Wednesday, August 13, 2008

Preparing to Depart Country

My month in Portland is drawing to a close. It's a damn good thing for my bank account, which will barely survive my time in this café-infested city.

I have done lots of lovely things this month, including:
- riding bikes to Sauvie Island to pick marionberries and eat bbq
- riding bikes to Oregon City to see the municipal elevator and the Willamette Falls Locks
- meeting with an education coordinator at the Bicycle Transportation Alliance and finding out that Oregon's schoolchildren are already experiencing bicyclist and pedestrian education in elementary schools! Hooray!
- finding out about the Restorative Listening Project, an effort to build ties between the historically black population of N and NE Portland and the many new white residents and businesses. They're trying to be constructively open about the usually quiet, if devastating, processes of gentrification in those parts of the city. Hooray!
- spending scads of time in Opposable Thumb on Belmont and in Crema on Ankeny. Truly making the city's coffee shops my living room rather than sitting in a private home has been very enjoyable. The countless iced americanos and occasional pastry helped.
- reveling in the giant bins of fabric and clothes I left in Bobby's parents' basement. Soon they will be in...my mother's garage. Hi Mom!
- visited a great travel clinic with a most friendly and charming doctor, the Portland Industrial and Travel Clinic. I'm now considered (mostly) immune to hep A, yellow fever, and typhoid.
- spent lots of time with good friends, people I missed tremendously in LA this past year
- volunteered at Bridge Pedal, and watched 17,000 cyclists ride by my post in downtown Portland. They liked my gold velour jumpsuit and green marching band jacket with gold accents, and also the loose goose. Quite a few Dahons, Bike Fridays, and Bromptons were in the stream of wheeled ones.

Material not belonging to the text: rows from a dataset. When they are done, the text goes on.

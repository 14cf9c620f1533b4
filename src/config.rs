//! Service configuration loaded from environment variables.
//!
//! Follows 12-factor style: all settings come from environment variables
//! (or a `.env` file via `dotenvy`).

use std::net::SocketAddr;
use std::time::Duration;

/// Top-level service configuration.
///
/// Loaded once at startup via [`BookingConfig::from_env`].
#[derive(Debug, Clone)]
pub struct BookingConfig {
    /// Socket address to bind the HTTP server to (e.g. `0.0.0.0:8000`).
    pub listen_addr: SocketAddr,

    /// Optional dedicated listener that serves only `/metrics`.
    pub metrics_listen_addr: Option<SocketAddr>,

    /// SQLite database file, or `:memory:` for an ephemeral database.
    pub database_path: String,

    /// Maximum number of database connections in the pool.
    pub database_max_connections: u32,

    /// Timeout in seconds for acquiring a database connection.
    pub database_connect_timeout_secs: u64,

    /// Whether to insert the sample hotels into an empty database.
    pub seed_sample_data: bool,

    /// Emit logs as JSON lines instead of human-readable text.
    pub log_json: bool,
}

impl BookingConfig {
    /// Loads configuration from environment variables.
    ///
    /// Falls back to sensible defaults when a variable is not set.
    /// Calls `dotenvy::dotenv().ok()` to optionally load a `.env` file.
    ///
    /// # Errors
    ///
    /// Returns an error if `LISTEN_ADDR` or `METRICS_LISTEN_ADDR` is set but
    /// cannot be parsed as a [`SocketAddr`].
    pub fn from_env() -> Result<Self, Box<dyn std::error::Error + Send + Sync>> {
        dotenvy::dotenv().ok();

        let listen_addr: SocketAddr = std::env::var("LISTEN_ADDR")
            .unwrap_or_else(|_| "0.0.0.0:8000".to_string())
            .parse()?;

        let metrics_listen_addr = match std::env::var("METRICS_LISTEN_ADDR") {
            Ok(v) if !v.trim().is_empty() => Some(v.trim().parse::<SocketAddr>()?),
            _ => None,
        };

        let database_path =
            std::env::var("DATABASE_PATH").unwrap_or_else(|_| "bookings.db".to_string());

        let database_max_connections = parse_env("DATABASE_MAX_CONNECTIONS", 5);
        let database_connect_timeout_secs = parse_env("DATABASE_CONNECT_TIMEOUT_SECS", 5);

        let seed_sample_data = parse_env_bool("SEED_SAMPLE_DATA", true);

        let log_json = std::env::var("LOG_FORMAT")
            .map(|v| v.eq_ignore_ascii_case("json"))
            .unwrap_or(false);

        Ok(Self {
            listen_addr,
            metrics_listen_addr,
            database_path,
            database_max_connections,
            database_connect_timeout_secs,
            seed_sample_data,
            log_json,
        })
    }

    /// Database connection acquire timeout.
    #[must_use]
    pub const fn database_connect_timeout(&self) -> Duration {
        Duration::from_secs(self.database_connect_timeout_secs)
    }
}

/// Parses an environment variable as `T`, returning `default` on missing
/// or invalid values.
fn parse_env<T: std::str::FromStr>(key: &str, default: T) -> T {
    std::env::var(key)
        .ok()
        .and_then(|v| v.parse().ok())
        .unwrap_or(default)
}

/// Parses an environment variable as a boolean. Accepts `"true"`, `"1"`,
/// `"false"`, `"0"` (case-insensitive). Returns `default` otherwise.
fn parse_env_bool(key: &str, default: bool) -> bool {
    match std::env::var(key)
        .ok()
        .map(|v| v.trim().to_ascii_lowercase())
        .as_deref()
    {
        Some("true") | Some("1") => true,
        Some("false") | Some("0") => false,
        _ => default,
    }
}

This weekend I'm visiting friends in the Seattle area, and we're leaving for Bogotá a week from today. I've made contact with some folks at Aldeafeliz, an ecovillage outside of Bogotá, and I'm looking forward to finding out about sustainability there.

Ooh, and last night I viewed 400 Blows at the Clinton Street Theater, and met a nice bartender who happened to be from Tustin. He recognized my OCTFCU card, since he's also a member. The speakers at that theater are hell on the ears, sadly, so the opening of the movie, with the lovely score, was almost ruined for me and Bobby. But I guess our ears adjusted to the static, or they fixed something, cause most of the soundtrack came through well. Such a sad movie, though not nearly as depressing as Rossellini's Germany, Year Zero or Buñuel's Los olvidados, other movies about boys lost in the shuffle of urban survival.